→ **Action item**: Copy the lines exactly. Begin at the first line of the data and stop after the line with "#[instrument(skip(self, event), fields(order_id".

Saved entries
——

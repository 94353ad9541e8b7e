//! Payment reconciliation.
//!
//! Gateway events arrive already authenticated. This adapter only checks that
//! the requester may act on the order, records the payment outcome and lets
//! the order state machine do any status change, all in one transaction.

use chrono::Utc;
use sea_orm::{
    ActiveValue::Set, ColumnTrait, DatabaseTransaction, EntityTrait, QueryFilter,
    TransactionTrait,
};
use serde::{Deserialize, Serialize};
use std::sync::Arc;
use tracing::{error, info, instrument, warn};
use uuid::Uuid;

use crate::{
    db::DbPool,
    entities::order::{self, Entity as OrderEntity, Model as OrderModel},
    errors::ServiceError,
    events::{Event, EventSender},
    metrics::PAYMENT_RECONCILIATIONS,
    models::{OrderStatus, PaymentStatus},
    notifications::OrderNotifier,
    services::{
        identity::{require_active_user, IdentityProvider},
        order_status::{self, TransitionOutcome, TransitionRequest},
        orders::{ensure_may_act, load_order, publish_transition},
    },
};

#[derive(Debug, Clone, PartialEq, Eq, Serialize, Deserialize)]
#[serde(tag = "outcome", rename_all = "snake_case")]
pub enum PaymentOutcome {
    Confirmed,
    Failed { reason: String },
}

/// A verified gateway notification for one order.
#[derive(Debug, Clone, PartialEq, Eq, Serialize, Deserialize)]
pub struct PaymentEvent {
    pub order_id: Uuid,
    /// Identity the gateway session was opened for.
    pub user_id: Uuid,
    pub provider_reference: Option<String>,
    #[serde(flatten)]
    pub outcome: PaymentOutcome,
}

#[derive(Clone)]
pub struct PaymentService {
    db_pool: Arc<DbPool>,
    identity: Arc<dyn IdentityProvider>,
    notifier: Arc<dyn OrderNotifier>,
    event_sender: Option<Arc<EventSender>>,
}

impl PaymentService {
    pub fn new(
        db_pool: Arc<DbPool>,
        identity: Arc<dyn IdentityProvider>,
        notifier: Arc<dyn OrderNotifier>,
    ) -> Self {
        Self {
            db_pool,
            identity,
            notifier,
            event_sender: None,
        }
    }

    pub fn with_event_sender(mut self, event_sender: Arc<EventSender>) -> Self {
        self.event_sender = Some(event_sender);
        self
    }

    #[instrument(skip(self, event), fields(order_id = %event.order_id))]
    pub async fn reconcile_payment(&self, event: PaymentEvent) -> Result<OrderModel, ServiceError> {
        let result = match event.outcome {
            PaymentOutcome::Confirmed => {
                self.on_payment_confirmed(event.order_id, event.user_id, event.provider_reference)
                    .await
            }
            PaymentOutcome::Failed { reason } => {
                self.on_payment_failed(event.order_id, event.user_id, reason)
                    .await
            }
        };
        if result.is_err() {
            PAYMENT_RECONCILIATIONS
                .with_label_values(&["rejected"])
                .inc();
        }
        result
    }

    /// Records a captured payment. A pending order moves to `confirmed`.
    #[instrument(skip(self, provider_reference), fields(order_id = %order_id))]
    pub async fn on_payment_confirmed(
        &self,
        order_id: Uuid,
        requester_id: Uuid,
        provider_reference: Option<String>,
    ) -> Result<OrderModel, ServiceError> {
        let requester = require_active_user(self.identity.as_ref(), requester_id).await?;

        let db = &*self.db_pool;
        let txn = db.begin().await.map_err(|e| {
            error!(error = %e, "Failed to start transaction for payment confirmation");
            ServiceError::DatabaseError(e)
        })?;

        let order = load_order(&txn, order_id).await?;
        ensure_may_act(&requester, &order)?;
        ensure_unreconciled(&order)?;

        let paid = write_payment(
            &txn,
            &order,
            order::ActiveModel {
                payment_status: Set(PaymentStatus::Completed),
                paid_at: Set(Some(Utc::now())),
                transaction_id: Set(provider_reference.clone().or(order.transaction_id.clone())),
                ..Default::default()
            },
        )
        .await?;

        let outcome = if paid.status == OrderStatus::Pending {
            let request = TransitionRequest::new(OrderStatus::Confirmed)
                .with_note("payment confirmed")
                .by(requester.id);
            Some(order_status::transition(&txn, paid, request).await?)
        } else {
            if paid.status == OrderStatus::Cancelled {
                warn!("Payment captured for a cancelled order");
            }
            None
        };

        txn.commit().await.map_err(|e| {
            error!(error = %e, "Failed to commit payment confirmation");
            ServiceError::DatabaseError(e)
        })?;

        PAYMENT_RECONCILIATIONS
            .with_label_values(&["confirmed"])
            .inc();
        info!(transaction_id = ?provider_reference, "Payment confirmed");

        self.emit(Event::PaymentCompleted {
            order_id,
            transaction_id: provider_reference,
        })
        .await;
        self.finish(order_id, outcome).await
    }

    /// Records a failed payment and cancels the order, releasing its stock.
    #[instrument(skip(self, reason), fields(order_id = %order_id))]
    pub async fn on_payment_failed(
        &self,
        order_id: Uuid,
        requester_id: Uuid,
        reason: String,
    ) -> Result<OrderModel, ServiceError> {
        let requester = require_active_user(self.identity.as_ref(), requester_id).await?;

        let db = &*self.db_pool;
        let txn = db.begin().await.map_err(|e| {
            error!(error = %e, "Failed to start transaction for payment failure");
            ServiceError::DatabaseError(e)
        })?;

        let order = load_order(&txn, order_id).await?;
        ensure_may_act(&requester, &order)?;
        ensure_unreconciled(&order)?;
        if !order.status.is_cancellable() {
            return Err(ServiceError::InvalidTransition {
                from: order.status,
                to: OrderStatus::Cancelled,
            });
        }

        let failed = write_payment(
            &txn,
            &order,
            order::ActiveModel {
                payment_status: Set(PaymentStatus::Failed),
                ..Default::default()
            },
        )
        .await?;

        let note = format!("payment failed: {}", reason);
        let outcome = order_status::transition(
            &txn,
            failed,
            TransitionRequest::cancelled(note, None).by(requester.id),
        )
        .await?;

        txn.commit().await.map_err(|e| {
            error!(error = %e, "Failed to commit payment failure");
            ServiceError::DatabaseError(e)
        })?;

        PAYMENT_RECONCILIATIONS.with_label_values(&["failed"]).inc();
        info!(released = outcome.released.len(), "Order cancelled after payment failure");

        self.emit(Event::PaymentFailed { order_id, reason }).await;
        self.finish(order_id, Some(outcome)).await
    }

    async fn emit(&self, event: Event) {
        if let Some(sender) = &self.event_sender {
            if let Err(e) = sender.send(event).await {
                warn!(error = %e, "Failed to publish payment event");
            }
        }
    }

    async fn finish(
        &self,
        order_id: Uuid,
        outcome: Option<TransitionOutcome>,
    ) -> Result<OrderModel, ServiceError> {
        match outcome {
            Some(outcome) => {
                publish_transition(
                    self.notifier.as_ref(),
                    self.event_sender.as_deref(),
                    &outcome,
                )
                .await;
                Ok(outcome.order)
            }
            None => load_order(&*self.db_pool, order_id).await,
        }
    }
}

fn ensure_unreconciled(order: &OrderModel) -> Result<(), ServiceError> {
    match order.payment_status {
        PaymentStatus::Completed | PaymentStatus::Refunded => Err(ServiceError::Conflict(format!(
            "Payment for order {} already reconciled",
            order.order_number
        ))),
        _ => Ok(()),
    }
}

/// Compare-and-set on `(id, version)` for the payment columns.
async fn write_payment(
    txn: &DatabaseTransaction,
    order: &OrderModel,
    mut changes: order::ActiveModel,
) -> Result<OrderModel, ServiceError> {
    changes.version = Set(order.version + 1);
    changes.updated_at = Set(Utc::now());
    let written = OrderEntity::update_many()
        .set(changes)
        .filter(order::Column::Id.eq(order.id))
        .filter(order::Column::Version.eq(order.version))
        .exec(txn)
        .await?;
    if written.rows_affected == 0 {
        return Err(ServiceError::ConcurrentModification(order.id));
    }
    load_order(txn, order.id).await
}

——

→ **Expected answer**:
repository 94353ad9541e8b7e
//! Payment reconciliation.
//!
//! Gateway events arrive already authenticated. This adapter only checks that
//! the requester may act on the order, records the payment outcome and lets
//! the order state machine do any status change, all in one transaction.

use chrono::Utc;
use sea_orm::{
    ActiveValue::Set, ColumnTrait, DatabaseTransaction, EntityTrait, QueryFilter,
    TransactionTrait,
};
use serde::{Deserialize, Serialize};
use std::sync::Arc;
use tracing::{error, info, instrument, warn};
use uuid::Uuid;

use crate::{
    db::DbPool,
    entities::order::{self, Entity as OrderEntity, Model as OrderModel},
    errors::ServiceError,
    events::{Event, EventSender},
    metrics::PAYMENT_RECONCILIATIONS,
    models::{OrderStatus, PaymentStatus},
    notifications::OrderNotifier,
    services::{
        identity::{require_active_user, IdentityProvider},
        order_status::{self, TransitionOutcome, TransitionRequest},
        orders::{ensure_may_act, load_order, publish_transition},
    },
};

#[derive(Debug, Clone, PartialEq, Eq, Serialize, Deserialize)]
#[serde(tag = "outcome", rename_all = "snake_case")]
pub enum PaymentOutcome {
    Confirmed,
    Failed { reason: String },
}

/// A verified gateway notification for one order.
#[derive(Debug, Clone, PartialEq, Eq, Serialize, Deserialize)]
pub struct PaymentEvent {
    pub order_id: Uuid,
    /// Identity the gateway session was opened for.
    pub user_id: Uuid,
    pub provider_reference: Option<String>,
    #[serde(flatten)]
    pub outcome: PaymentOutcome,
}

#[derive(Clone)]
pub struct PaymentService {
    db_pool: Arc<DbPool>,
    identity: Arc<dyn IdentityProvider>,
    notifier: Arc<dyn OrderNotifier>,
    event_sender: Option<Arc<EventSender>>,
}

impl PaymentService {
    pub fn new(
        db_pool: Arc<DbPool>,
        identity: Arc<dyn IdentityProvider>,
        notifier: Arc<dyn OrderNotifier>,
    ) -> Self {
        Self {
            db_pool,
            identity,
            notifier,
            event_sender: None,
        }
    }

    pub fn with_event_sender(mut self, event_sender: Arc<EventSender>) -> Self {
        self.event_sender = Some(event_sender);
        self
    }

    #[instrument(skip(self, event), fields(order_id = %event.order_id))]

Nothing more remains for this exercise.